Исповедь социопата - М. Томас Страница 17
Исповедь социопата - М. Томас читать онлайн бесплатно
Я ни разу в жизни не упрекнула родителей, что они тогда бросили нас. Я до сих пор не знаю, почему они это сделали. Может быть, хотели немного отдохнуть от нас. Если они вообще об этом думали, то, как мне кажется, были уверены, что самое страшное, что может случиться, – то, что нам придется с трудом добраться до дома. Если я и обиделась, то только за то, что они своим отношением сумели посеять сомнение в том, что никогда нас не оставят.

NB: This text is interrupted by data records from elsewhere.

//! Coin amount value object.

use serde::{Deserialize, Serialize};
use std::fmt;
use std::ops::{Add, AddAssign, Sub};

/// Number of decimal places a coin amount carries.
pub const COIN_DECIMALS: u32 = 2;

/// Represents an amount of coins.
///
/// Internally stored as atomic units (hundredths of a coin) for precision.
/// Avoids floating-point errors when balances and fees are combined.
#[derive(Debug, Clone, Copy, PartialEq, Eq, PartialOrd, Ord, Hash, Default)]
pub struct Amount {
    /// Amount in atomic units (1 coin = 100 atomic units)
    atomic: i64,
}

impl Amount {
    /// One coin in atomic units.
    pub const ATOMIC_PER_COIN: i64 = 10_i64.pow(COIN_DECIMALS);

    /// Creates an Amount from a coin value, rounding to the nearest atomic unit.
    pub fn from_coins(coins: f64) -> Self {
        let atomic = (coins * Self::ATOMIC_PER_COIN as f64).round() as i64;
        Self { atomic }
    }

    /// Creates an Amount from atomic units.
    pub const fn from_atomic(atomic: i64) -> Self {
        Self { atomic }
    }

    /// Creates a zero Amount.
    pub const fn zero() -> Self {
        Self { atomic: 0 }
    }

    /// Parses a user-entered decimal string such as `"12.5"`.
    ///
    /// The value is taken exactly: at most `COIN_DECIMALS` significant
    /// fractional digits, no exponents, no rounding. Returns `None` for
    /// anything else, including values that do not fit.
    /// Sign is preserved; callers decide whether zero or negative is acceptable.
    pub fn parse(input: &str) -> Option<Self> {
        let input = input.trim();
        let (negative, digits) = match input.strip_prefix('-') {
            Some(rest) => (true, rest),
            None => (false, input.strip_prefix('+').unwrap_or(input)),
        };

        let (whole, fraction) = digits.split_once('.').unwrap_or((digits, ""));
        if whole.is_empty() && fraction.is_empty() {
            return None;
        }
        if !whole.bytes().chain(fraction.bytes()).all(|b| b.is_ascii_digit()) {
            return None;
        }

        // Trailing zeros past the last atomic digit do not change the value
        let places = COIN_DECIMALS as usize;
        let (kept, excess) = fraction.split_at(fraction.len().min(places));
        if excess.bytes().any(|b| b != b'0') {
            return None;
        }

        let whole: i64 = if whole.is_empty() { 0 } else { whole.parse().ok()? };
        let mut fractional: i64 = if kept.is_empty() { 0 } else { kept.parse().ok()? };
        for _ in kept.len()..places {
            fractional *= 10;
        }

        let atomic = whole
            .checked_mul(Self::ATOMIC_PER_COIN)?
            .checked_add(fractional)?;
        Some(Self {
            atomic: if negative { -atomic } else { atomic },
        })
    }

    /// Returns the amount in coins as a float.
    pub fn as_coins(&self) -> f64 {
        self.atomic as f64 / Self::ATOMIC_PER_COIN as f64
    }

    /// Returns the amount in atomic units.
    pub fn as_atomic(&self) -> i64 {
        self.atomic
    }

    /// Returns true if the amount is zero.
    pub fn is_zero(&self) -> bool {
        self.atomic == 0
    }

    /// Returns true if the amount is strictly greater than zero.
    pub fn is_positive(&self) -> bool {
        self.atomic > 0
    }
}

impl Add for Amount {
    type Output = Self;

    fn add(self, other: Self) -> Self {
        Self {
            atomic: self.atomic.saturating_add(other.atomic),
        }
    }
}

impl AddAssign for Amount {
    fn add_assign(&mut self, other: Self) {
        self.atomic = self.atomic.saturating_add(other.atomic);
    }
}

impl Sub for Amount {
    type Output = Self;

    fn sub(self, other: Self) -> Self {
        Self {
            atomic: self.atomic.saturating_sub(other.atomic),
        }
    }
}

impl Serialize for Amount {
    fn serialize<S>(&self, serializer: S) -> Result<S::Ok, S::Error>
    where
        S: serde::Serializer,
    {
        // Coins as float, the unit wallet front ends display
        serializer.serialize_f64(self.as_coins())
    }
}

impl<'de> Deserialize<'de> for Amount {
    fn deserialize<D>(deserializer: D) -> Result<Self, D::Error>
    where
        D: serde::Deserializer<'de>,
    {
        let coins = f64::deserialize(deserializer)?;
        Ok(Amount::from_coins(coins))
    }
}

impl fmt::Display for Amount {
    fn fmt(&self, f: &mut fmt::Formatter<'_>) -> fmt::Result {
        let sign = if self.atomic < 0 { "-" } else { "" };
        let abs = self.atomic.unsigned_abs();
        let per_coin = Self::ATOMIC_PER_COIN.unsigned_abs();
        write!(
            f,
            "{sign}{}.{:0width$}",
            abs / per_coin,
            abs % per_coin,
            width = COIN_DECIMALS as usize
        )
    }
}
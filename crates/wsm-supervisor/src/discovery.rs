//! Process discovery - finds daemons already running on the machine.
//!
//! Enumerates the OS process table and matches executable names against
//! the monitored daemons. Discovery is best effort: a scan that fails is
//! logged and reported as "nothing found", and the session lock in
//! [`crate::lock`] backs it up.
//!
//! # Async Safety
//!
//! The process-table scan is blocking and runs via `spawn_blocking`.
//!
//! # Panic-Free Guarantees
//!
//! - No `.unwrap()`, `.expect()`, `panic!()`, `unreachable!()`, `todo!()`
//! - Discovery errors are logged but never fatal

use std::ffi::OsStr;
use std::sync::Arc;

use sysinfo::System;
use tracing::{debug, warn};

use crate::config::DaemonNames;
use crate::platform::Platform;

/// A running process whose name matched a monitored daemon.
#[derive(Debug, Clone, PartialEq, Eq)]
pub struct DiscoveredProcess {
    pub pid: u32,
    /// The candidate name that matched
    pub name: String,
}

/// Source of process-table snapshots.
///
/// Implementations are blocking; callers go through
/// [`find_running_daemon`].
pub trait ProcessScanner: Send + Sync {
    /// Returns the first process whose executable name equals one of
    /// `names`.
    fn find_first(&self, names: &[String]) -> Option<DiscoveredProcess>;
}

/// Scanner backed by `sysinfo`.
#[derive(Debug, Default, Clone, Copy)]
pub struct SystemProcessScanner;

impl ProcessScanner for SystemProcessScanner {
    fn find_first(&self, names: &[String]) -> Option<DiscoveredProcess> {
        let mut system = System::new();
        system.refresh_all();

        system.processes().iter().find_map(|(pid, process)| {
            names
                .iter()
                .find(|candidate| process.name() == OsStr::new(candidate.as_str()))
                .map(|candidate| DiscoveredProcess {
                    pid: pid.as_u32(),
                    name: candidate.clone(),
                })
        })
    }
}

/// Process names the platform may show for the monitored daemons.
pub fn daemon_names(names: &DaemonNames, platform: Platform) -> Vec<String> {
    let mut candidates = vec![names.service.clone(), names.node.clone()];
    let suffix = platform.executable_suffix();
    if !suffix.is_empty() {
        candidates.push(format!("{}{suffix}", names.service));
        candidates.push(format!("{}{suffix}", names.node));
    }
    candidates
}

/// Looks for a running daemon without blocking the runtime.
pub async fn find_running_daemon(
    scanner: Arc<dyn ProcessScanner>,
    names: Vec<String>,
) -> Option<DiscoveredProcess> {
    match tokio::task::spawn_blocking(move || scanner.find_first(&names)).await {
        Ok(Some(found)) => {
            debug!(pid = found.pid, name = %found.name, "Found running daemon");
            Some(found)
        }
        Ok(None) => None,
        Err(e) => {
            warn!(error = %e, "Process scan task panicked");
            None
        }
    }
}

#[cfg(test)]
mod tests {
    use super::*;

    #[test]
    fn test_daemon_names_unix() {
        let names = daemon_names(&DaemonNames::default(), Platform::Linux);
        assert_eq!(names, vec!["anon-service".to_string(), "AnonCoind".to_string()]);
    }

    #[test]
    fn test_daemon_names_windows_adds_exe_variants() {
        let names = daemon_names(&DaemonNames::default(), Platform::Windows);
        assert!(names.contains(&"anon-service.exe".to_string()));
        assert!(names.contains(&"AnonCoind.exe".to_string()));
        assert_eq!(names.len(), 4);
    }

    #[test]
    fn test_system_scanner_ignores_unknown_names() {
        let scanner = SystemProcessScanner;
        let found = scanner.find_first(&["wsm-no-such-daemon-7f3a".to_string()]);
        assert!(found.is_none());
    }

    #[cfg(unix)]
    #[tokio::test]
    async fn test_finds_spawned_process() {
        let mut child = tokio::process::Command::new("sleep")
            .arg("30")
            .kill_on_drop(true)
            .spawn()
            .unwrap();

        let scanner: Arc<dyn ProcessScanner> = Arc::new(SystemProcessScanner);
        let found = find_running_daemon(scanner, vec!["sleep".to_string()]).await;
        assert!(found.is_some());
        assert_eq!(found.map(|p| p.name), Some("sleep".to_string()));

        child.kill().await.unwrap();
    }
}
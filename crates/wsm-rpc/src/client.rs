//! The RPC client interface the supervisor talks to the daemon through.

use async_trait::async_trait;

use crate::{
    Balance, DaemonStatus, RpcCredential, RpcResult, SpendKeys, TransactionQuery, Transfer,
    TransferRequest,
};

/// Operations the wallet daemon exposes over its local RPC channel.
///
/// Every call presents the credential the daemon was launched with.
/// Implementations own the wire format; the supervisor only sees these
/// typed calls and [`crate::RpcError`].
#[async_trait]
pub trait WalletRpc: Send + Sync {
    /// Available and locked balance of the open wallet.
    async fn balance(&self, credential: &RpcCredential) -> RpcResult<Balance>;

    /// Primary address of the open wallet.
    async fn address(&self, credential: &RpcCredential) -> RpcResult<String>;

    /// Block heights and peer count. Doubles as the readiness probe.
    async fn status(&self, credential: &RpcCredential) -> RpcResult<DaemonStatus>;

    /// Transactions in a block window for the given addresses.
    async fn list_transactions(
        &self,
        query: &TransactionQuery,
        credential: &RpcCredential,
    ) -> RpcResult<Vec<Transfer>>;

    /// Submits a transfer and returns its transaction hash.
    async fn send_transaction(
        &self,
        request: &TransferRequest,
        credential: &RpcCredential,
    ) -> RpcResult<String>;

    /// Private view key of the open wallet.
    async fn view_key(&self, credential: &RpcCredential) -> RpcResult<String>;

    /// Spend keys for one of the wallet's addresses.
    async fn spend_keys(&self, address: &str, credential: &RpcCredential) -> RpcResult<SpendKeys>;

    /// Flushes the wallet file to disk.
    async fn save_wallet(&self, credential: &RpcCredential) -> RpcResult<()>;
}
//! WSM Supervisor - lifecycle management for the wallet-service daemon
//!
//! This crate starts the daemon, proves it came up healthy, watches its log
//! for failure, serves wallet operations over the RPC seam and shuts it
//! down:
//! - `supervisor` - the `Supervisor` state machine and wallet operations
//! - `platform` - platform strategy and filesystem layout
//! - `discovery` - process-table scan for daemons already running
//! - `lock` - exclusive session lock next to the logs
//! - `log_scan` - incremental session-log reader and line classification
//! - `credential` - per-start RPC token
//! - `config` - TOML configuration and timeouts
//!
//! # Architecture
//!
//! ```text
//! ┌──────────────────────────────────────────────────────────────┐
//! │                        Supervisor                            │
//! ├──────────────────────────────────────────────────────────────┤
//! │                                                              │
//! │  start/create ──▶ discovery + lock ──▶ spawn DaemonProcess   │
//! │                                           │                  │
//! │                        ┌──────────────────┴───────────┐      │
//! │                        ▼                              ▼      │
//! │                 LogTail (session log)      WalletRpc::status │
//! │                        │                              │      │
//! │                        └────────── verdict ◀──────────┘      │
//! │                                                              │
//! └──────────────────────────────────────────────────────────────┘
//! ```
//!
//! The library installs no tracing subscriber; the embedding application
//! chooses where logs go.
//!
//! # Panic-Free Guarantees
//!
//! All production code in this crate follows the panic-free policy:
//! - No `.unwrap()`, `.expect()`, `panic!()`, `unreachable!()`, `todo!()`
//! - All fallible operations return `Result` or `Option`
//! - A spawned daemon is never orphaned

pub mod config;
pub mod credential;
pub mod discovery;
pub mod error;
pub mod lock;
pub mod log_scan;
pub mod platform;
pub mod supervisor;

pub use config::{DaemonNames, ReadinessBackoff, SupervisorConfig, Timeouts};
pub use credential::generate_credential;
pub use discovery::{DiscoveredProcess, ProcessScanner, SystemProcessScanner};
pub use error::{Result, SupervisorError};
pub use lock::SessionLock;
pub use log_scan::{LineClass, LogTail, MarkerSet, ScannedLine};
pub use platform::{InstallLayout, Platform, PlatformPaths};
pub use supervisor::{Supervisor, SupervisorState};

Они создали «фиктивный» образ семьи, в которой все заботятся друг о друге, обычной условной семьи. Не могу сказать, что они не любили нас, – любили, хотя и по-своему, – но в то же время в их любви не было никакого смысла; их любовь была для меня совершенно бесполезной. Их добрые намерения не сделали мою жизнь лучше, лишь изолировали от правды жизни, позволили жить в темном мире их тайного сговора, куда не могли проникнуть ни доводы разума, ни объективные факты. Все, что не оставляло заметных следов, которые повлекли бы за собой вопросы друзей и родственников, оставалось незамеченным.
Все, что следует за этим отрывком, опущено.